◆ RECORD EXCERPTS ◆
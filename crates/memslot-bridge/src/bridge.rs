//! The assembled bridge: one dispatcher and one router sharing a
//! pending-call table.

use std::sync::Arc;

use crate::dispatcher::{CallDispatcher, HostBinding};
use crate::pending::PendingCalls;
use crate::router::InboundRouter;
use crate::status::StatusChannel;

pub struct Bridge {
    dispatcher: CallDispatcher,
    router: InboundRouter,
}

impl Bridge {
    /// Build a bridge over an existing host binding. Feed host messages to
    /// [`router`](Self::router).
    pub fn new(binding: Arc<dyn HostBinding>) -> Self {
        let pending = PendingCalls::new();
        Self {
            dispatcher: CallDispatcher::new(binding, pending.clone()),
            router: InboundRouter::new(pending, StatusChannel::new()),
        }
    }

    pub fn dispatcher(&self) -> &CallDispatcher {
        &self.dispatcher
    }

    /// A handle for delivering host messages.
    pub fn router(&self) -> InboundRouter {
        self.router.clone()
    }

    pub fn status(&self) -> &StatusChannel {
        self.router.status()
    }

    /// Calls issued but not yet answered.
    pub fn pending_count(&self) -> usize {
        self.dispatcher.pending().len()
    }
}

#[cfg(test)]
mod tests {
    use super::*;
    use memslot_common::{BridgeError, CallToken, OutboundEnvelope};
    use serde_json::json;
    use std::sync::{Mutex, OnceLock};

    /// Binding that keeps envelopes for the test to answer.
    #[derive(Default)]
    struct Outbox {
        sent: Mutex<Vec<OutboundEnvelope>>,
    }

    impl Outbox {
        fn token_of(&self, kind: &str) -> CallToken {
            self.sent
                .lock()
                .unwrap()
                .iter()
                .find(|e| e.kind == kind)
                .map(|e| e.callback.clone())
                .unwrap()
        }
    }

    impl HostBinding for Outbox {
        fn invoke(&self, message: &str) -> Result<(), BridgeError> {
            let env = OutboundEnvelope::from_json(message)
                .ok_or_else(|| BridgeError::Transport("bad envelope".into()))?;
            self.sent.lock().unwrap().push(env);
            Ok(())
        }
    }

    fn setup() -> (Bridge, Arc<Outbox>) {
        let outbox = Arc::new(Outbox::default());
        (Bridge::new(outbox.clone()), outbox)
    }

    #[tokio::test]
    async fn list_resolves_to_exact_reply() {
        let (bridge, outbox) = setup();
        let fut = bridge.dispatcher().invoke("list-settings", json!({}));

        let list = json!([{"name": "A", "settingsState": "empty"}]);
        bridge
            .router()
            .deliver_reply(&outbox.token_of("list-settings"), None, Some(list.clone()));

        assert_eq!(fut.await.unwrap(), list);
        assert_eq!(bridge.pending_count(), 0);
    }

    #[tokio::test]
    async fn replies_in_reverse_order_settle_independently() {
        let (bridge, outbox) = setup();
        let first = bridge.dispatcher().invoke("game_settings_list", json!({}));
        let second = bridge.dispatcher().invoke("init", json!({}));
        assert_eq!(bridge.pending_count(), 2);

        let router = bridge.router();
        router.deliver_reply(&outbox.token_of("init"), None, Some(json!("second")));
        router.deliver_reply(
            &outbox.token_of("game_settings_list"),
            None,
            Some(json!("first")),
        );

        assert_eq!(second.await.unwrap(), json!("second"));
        assert_eq!(first.await.unwrap(), json!("first"));
    }

    #[tokio::test]
    async fn same_operation_overlapping_calls() {
        let (bridge, outbox) = setup();
        let a = bridge.dispatcher().invoke("save_memory_to_file", json!({"index": 0}));
        let b = bridge.dispatcher().invoke("save_memory_to_file", json!({"index": 1}));
        let (ta, tb) = (a.token().clone(), b.token().clone());
        assert_eq!(outbox.sent.lock().unwrap().len(), 2);

        let router = bridge.router();
        router.deliver_reply(&tb, None, Some(json!(1)));
        router.deliver_reply(&ta, None, Some(json!(0)));

        assert_eq!(a.await.unwrap(), json!(0));
        assert_eq!(b.await.unwrap(), json!(1));
    }

    #[tokio::test]
    async fn host_error_rejects_and_clears_entry() {
        let (bridge, _outbox) = setup();
        let fut = bridge
            .dispatcher()
            .invoke("save-to-slot", json!({"index": 2}));
        let token = fut.token().clone();

        bridge
            .router()
            .deliver_reply(&token, Some(json!("disk full")), None);

        let err = fut.await.unwrap_err();
        match err {
            BridgeError::Host(host) => assert_eq!(host.to_string(), "disk full"),
            other => panic!("expected host error, got {other:?}"),
        }
        assert!(!bridge.dispatcher().pending().contains(&token));
    }

    #[tokio::test]
    async fn synchronous_reply_inside_binding_is_routed() {
        let router_cell: Arc<OnceLock<InboundRouter>> = Arc::new(OnceLock::new());
        let cell = Arc::clone(&router_cell);
        let binding = move |raw: &str| -> Result<(), BridgeError> {
            let env = OutboundEnvelope::from_json(raw).unwrap();
            if let Some(router) = cell.get() {
                router.deliver_reply(&env.callback, None, Some(json!("same tick")));
            }
            Ok(())
        };

        let bridge = Bridge::new(Arc::new(binding));
        let _ = router_cell.set(bridge.router());

        let value = bridge.dispatcher().invoke("init", json!({})).await.unwrap();
        assert_eq!(value, json!("same tick"));
        assert_eq!(bridge.pending_count(), 0);
    }

    #[tokio::test]
    async fn unanswered_call_stays_pending() {
        let (bridge, _outbox) = setup();
        let fut = bridge.dispatcher().invoke("init", json!({}));
        let token = fut.token().clone();
        drop(fut);

        assert!(bridge.dispatcher().pending().contains(&token));

        // The late reply is consumed and discarded.
        bridge.router().deliver_reply(&token, None, Some(json!(1)));
        assert_eq!(bridge.pending_count(), 0);
    }

    #[tokio::test]
    async fn typed_call_decodes_reply() {
        let (bridge, outbox) = setup();
        let router = bridge.router();
        let dispatcher = bridge.dispatcher().clone();

        let call = tokio::spawn(async move {
            dispatcher
                .call::<_, Vec<String>>("names", &json!({}))
                .await
        });

        // Wait until the envelope is out.
        while outbox.sent.lock().unwrap().is_empty() {
            tokio::task::yield_now().await;
        }
        router.deliver_reply(&outbox.token_of("names"), None, Some(json!(["a", "b"])));

        assert_eq!(call.await.unwrap().unwrap(), vec!["a", "b"]);
    }

    #[tokio::test]
    async fn typed_call_reports_decode_error() {
        let (bridge, outbox) = setup();
        let router = bridge.router();
        let dispatcher = bridge.dispatcher().clone();

        let call =
            tokio::spawn(async move { dispatcher.call::<_, u32>("count", &json!({})).await });

        while outbox.sent.lock().unwrap().is_empty() {
            tokio::task::yield_now().await;
        }
        router.deliver_reply(&outbox.token_of("count"), None, Some(json!("nope")));

        assert!(matches!(call.await.unwrap(), Err(BridgeError::Decode(_))));
    }

    #[test]
    fn hundred_thousand_calls_get_unique_tokens() {
        let (bridge, _outbox) = setup();
        let futures: Vec<_> = (0..100_000)
            .map(|_| bridge.dispatcher().invoke("game_settings_list", json!({})))
            .collect();
        let tokens: std::collections::HashSet<_> =
            futures.iter().map(|f| f.token().clone()).collect();
        assert_eq!(tokens.len(), 100_000);
        assert_eq!(bridge.pending_count(), 100_000);
    }
}
mod cli;
mod commands;
mod loopback;

use std::path::Path;
use std::process::ExitCode;
use std::sync::Arc;

use memslot_bridge::{connect, SlotPanel};
use memslot_config::MemslotConfig;
use memslot_host::{GameSettings, MemoryProcess};
use tracing_subscriber::filter::LevelFilter;
use tracing_subscriber::EnvFilter;

use crate::loopback::Loopback;

const DEFAULT_LOG_DIRECTIVE: &str = "memslot=info";

fn init_logging(directive: &str) {
    let directive = directive.parse().unwrap_or_else(|_| {
        DEFAULT_LOG_DIRECTIVE
            .parse()
            .unwrap_or_else(|_| LevelFilter::INFO.into())
    });
    tracing_subscriber::fmt()
        .with_writer(std::io::stderr)
        .with_env_filter(EnvFilter::from_default_env().add_directive(directive))
        .init();
}

#[tokio::main]
async fn main() -> ExitCode {
    let args = cli::parse();

    let loaded = match &args.config {
        Some(path) => memslot_config::load_config_from(Path::new(path)),
        None => memslot_config::load_config(),
    };

    let directive = args.log_level.clone().unwrap_or_else(|| match &loaded {
        Ok(config) => config.logging.level.clone(),
        Err(_) => DEFAULT_LOG_DIRECTIVE.to_string(),
    });
    init_logging(&directive);

    tracing::info!("memslot v{} starting", env!("CARGO_PKG_VERSION"));
    if let Some(path) = &args.config {
        tracing::info!("Using config override: {path}");
    }
    let config = loaded.unwrap_or_else(|e| {
        tracing::warn!("Config load failed, using defaults: {e}");
        MemslotConfig::default()
    });
    if let Err(e) = memslot_config::validation::validate(&config) {
        tracing::warn!("{e}");
    }

    // The loopback must outlive the command so its host tasks keep running.
    let (service, _loopback) = if args.offline || config.bridge.offline {
        (connect(None).service, None)
    } else {
        let process = Arc::new(MemoryProcess::ready(GameSettings::default()));
        match Loopback::spawn(&config.host, process) {
            Ok(loopback) => (Arc::clone(&loopback.connection.service), Some(loopback)),
            Err(e) => {
                tracing::warn!("Host unavailable, falling back to offline data: {e}");
                (connect(None).service, None)
            }
        }
    };

    let mut panel = SlotPanel::new(service);
    let mut stdout = std::io::stdout();
    match commands::run(&args.command, &mut panel, &mut stdout).await {
        Ok(()) => ExitCode::SUCCESS,
        Err(e) => {
            eprintln!("error: {e}");
            ExitCode::FAILURE
        }
    }
}
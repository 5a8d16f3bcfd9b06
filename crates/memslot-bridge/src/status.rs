//! Single-slot register for host status pushes.

use std::sync::{Arc, Mutex, PoisonError};

use memslot_common::ProcessStatus;
use tracing::trace;

/// Callback receiving each status push.
pub type StatusListener = Arc<dyn Fn(ProcessStatus) + Send + Sync>;

/// Holds at most one listener. Last registration wins; pushes that arrive
/// while the slot is empty are dropped and never replayed.
#[derive(Clone, Default)]
pub struct StatusChannel {
    slot: Arc<Mutex<Option<StatusListener>>>,
}

impl StatusChannel {
    pub fn new() -> Self {
        Self::default()
    }

    /// Replace the current listener. `None` deregisters.
    pub fn set_listener(&self, listener: Option<StatusListener>) {
        *self.slot.lock().unwrap_or_else(PoisonError::into_inner) = listener;
    }

    /// Forward `status` to the registered listener, if any.
    ///
    /// The listener runs after the slot lock is released, so it may replace
    /// itself.
    pub fn deliver(&self, status: ProcessStatus) {
        let listener = self
            .slot
            .lock()
            .unwrap_or_else(PoisonError::into_inner)
            .clone();
        match listener {
            Some(listener) => listener(status),
            None => trace!(?status, "status push dropped: no listener"),
        }
    }
}
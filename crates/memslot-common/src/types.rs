use serde::{Deserialize, Serialize};
use serde_json::Value;

/// Host-reported readiness flags, pushed whenever either one changes.
#[derive(Debug, Clone, Copy, Default, PartialEq, Eq, Serialize, Deserialize)]
#[serde(rename_all = "camelCase")]
pub struct ProcessStatus {
    /// The memory offsets for the running game build have been resolved.
    pub offsets_loaded: bool,
    /// The target game process is attached.
    pub process_attached: bool,
}

/// Whether a slot holds saved settings.
#[derive(Debug, Clone, Copy, PartialEq, Eq, Serialize, Deserialize)]
#[serde(rename_all = "lowercase")]
pub enum SettingsState {
    /// Nothing has ever been saved to the slot.
    Absent,
    /// Saved, but the blob carries no fields (or the panel patched it locally).
    Empty,
    Populated,
}

/// One row of the slot list as the host reports it.
#[derive(Debug, Clone, PartialEq, Serialize, Deserialize)]
#[serde(rename_all = "camelCase")]
pub struct SettingsListItem {
    pub name: String,
    /// Opaque settings blob; `None` when the slot was never saved.
    #[serde(default)]
    pub game_settings: Option<Value>,
}

impl SettingsListItem {
    pub fn new(name: impl Into<String>) -> Self {
        Self {
            name: name.into(),
            game_settings: None,
        }
    }

    pub fn state(&self) -> SettingsState {
        match &self.game_settings {
            None | Some(Value::Null) => SettingsState::Absent,
            Some(Value::String(s)) if s.is_empty() => SettingsState::Empty,
            Some(Value::Object(map)) if map.is_empty() => SettingsState::Empty,
            Some(Value::Array(items)) if items.is_empty() => SettingsState::Empty,
            Some(_) => SettingsState::Populated,
        }
    }

    /// Load is offered for every slot that has been saved at least once.
    pub fn can_load(&self) -> bool {
        self.state() != SettingsState::Absent
    }
}

/// Result of the combined startup call.
#[derive(Debug, Clone, PartialEq, Serialize, Deserialize)]
#[serde(rename_all = "camelCase")]
pub struct InitInfo {
    /// External resource URL shown by the panel.
    pub url: String,
    pub game_settings_list: Vec<SettingsListItem>,
}
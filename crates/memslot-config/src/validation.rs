//! Configuration validation.
//!
//! Checks numeric ranges and the external URL scheme, collecting every
//! problem into one error.

use crate::schema::MemslotConfig;
use memslot_common::ConfigError;

/// Run all validations on a config, collecting all errors.
pub fn validate(config: &MemslotConfig) -> Result<(), ConfigError> {
    let mut errors: Vec<String> = Vec::new();

    validate_range(&mut errors, "host.slot_count", config.host.slot_count as u64, 1, 64);
    validate_range(
        &mut errors,
        "host.status_interval_ms",
        config.host.status_interval_ms,
        10,
        60_000,
    );

    let url = config.host.external_url.as_str();
    if !(url.starts_with("https://") || url.starts_with("http://")) {
        errors.push(format!("host.external_url = {url:?} must be an http(s) URL"));
    }

    if config.logging.level.trim().is_empty() {
        errors.push("logging.level must not be empty".into());
    }

    if errors.is_empty() {
        Ok(())
    } else {
        Err(ConfigError::ValidationError(errors.join("; ")))
    }
}

/// Push an error if `value` is outside `[min, max]`.
fn validate_range(errors: &mut Vec<String>, name: &str, value: u64, min: u64, max: u64) {
    if value < min || value > max {
        errors.push(format!("{name} = {value} is out of range [{min}, {max}]"));
    }
}

#[cfg(test)]
mod tests {
    use super::*;

    #[test]
    fn default_config_is_valid() {
        assert!(validate(&MemslotConfig::default()).is_ok());
    }

    #[test]
    fn slot_count_out_of_range() {
        let mut config = MemslotConfig::default();
        config.host.slot_count = 0;
        let err = validate(&config).unwrap_err().to_string();
        assert!(err.contains("host.slot_count = 0"));

        config.host.slot_count = 65;
        assert!(validate(&config).is_err());
    }

    #[test]
    fn status_interval_out_of_range() {
        let mut config = MemslotConfig::default();
        config.host.status_interval_ms = 5;
        let err = validate(&config).unwrap_err().to_string();
        assert!(err.contains("host.status_interval_ms"));
    }

    #[test]
    fn external_url_must_be_http() {
        let mut config = MemslotConfig::default();
        config.host.external_url = "file:///etc/passwd".into();
        let err = validate(&config).unwrap_err().to_string();
        assert!(err.contains("host.external_url"));
    }

    #[test]
    fn collects_every_error() {
        let mut config = MemslotConfig::default();
        config.host.slot_count = 0;
        config.logging.level = "  ".into();
        let err = validate(&config).unwrap_err().to_string();
        assert!(err.contains("host.slot_count"));
        assert!(err.contains("logging.level"));
    }
}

◆ WHAT THE TASK ASKS ◆
Your answer should be a single number: the count of lines in the listing that hold the word "been".

◆ REPLY ◆
3